Wednesday, February 2, 2011

Jokes

happened to catch a live comedy at reunion dinner tonight. the sad thing was it wasn't funny.



but rather, i was left speechless, am still, with heaviness in my head and heart.



i see a father playing with his 2 pet dogs like Ash the Pokemon trainer with his Pikachu or somesort. a close and loving bond so seemingly strong that he seemed to have forgotten he has children. his own children.



met my new aunt from China again, together with her newborn son who was in deep slumber. reminded me of the times when i first saw my sister, and the days i had taken care of her ever since day 1.

i had quite a few cynical and unfruitful comments i wanted to tell my new aunt. stuff like "you should cherish the present bliss you have now because you never know when you and your child might lose it" and some other stuff i kinda forget, and am glad that i did. little Dominic, inasmuch indifference i may feel towards you and your mum now, i do hope a good future is ahead of you; after all, you are already somewhat, a victim.



grandpa's portrait stood silently in front of the dining hall, and watched us have our meal. grandma served us her special dark-sauce sauteed prawns while my brother was busy texting his new girlfriend.

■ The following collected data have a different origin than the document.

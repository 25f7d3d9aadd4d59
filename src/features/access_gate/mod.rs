pub mod dtos;
pub mod handlers;
pub mod ops;
pub mod routes;
pub mod service;
pub mod step_up;

pub use ops::AdminOp;
pub use service::AccessGate;
pub use step_up::StepUpService;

don't really have to add on to the heartbreak for my granny with the cold truth that i'm single and different, really.



God, if you're reading this, is today's reunion dinner just another show? another drama to make me feel confused about my existence in this family and world?



"what do you wanna do/be in the near future?"
i don't know anymore; i don't really care actually?



as i speak i'm still talking to you. i'm probably just making things worse for myself.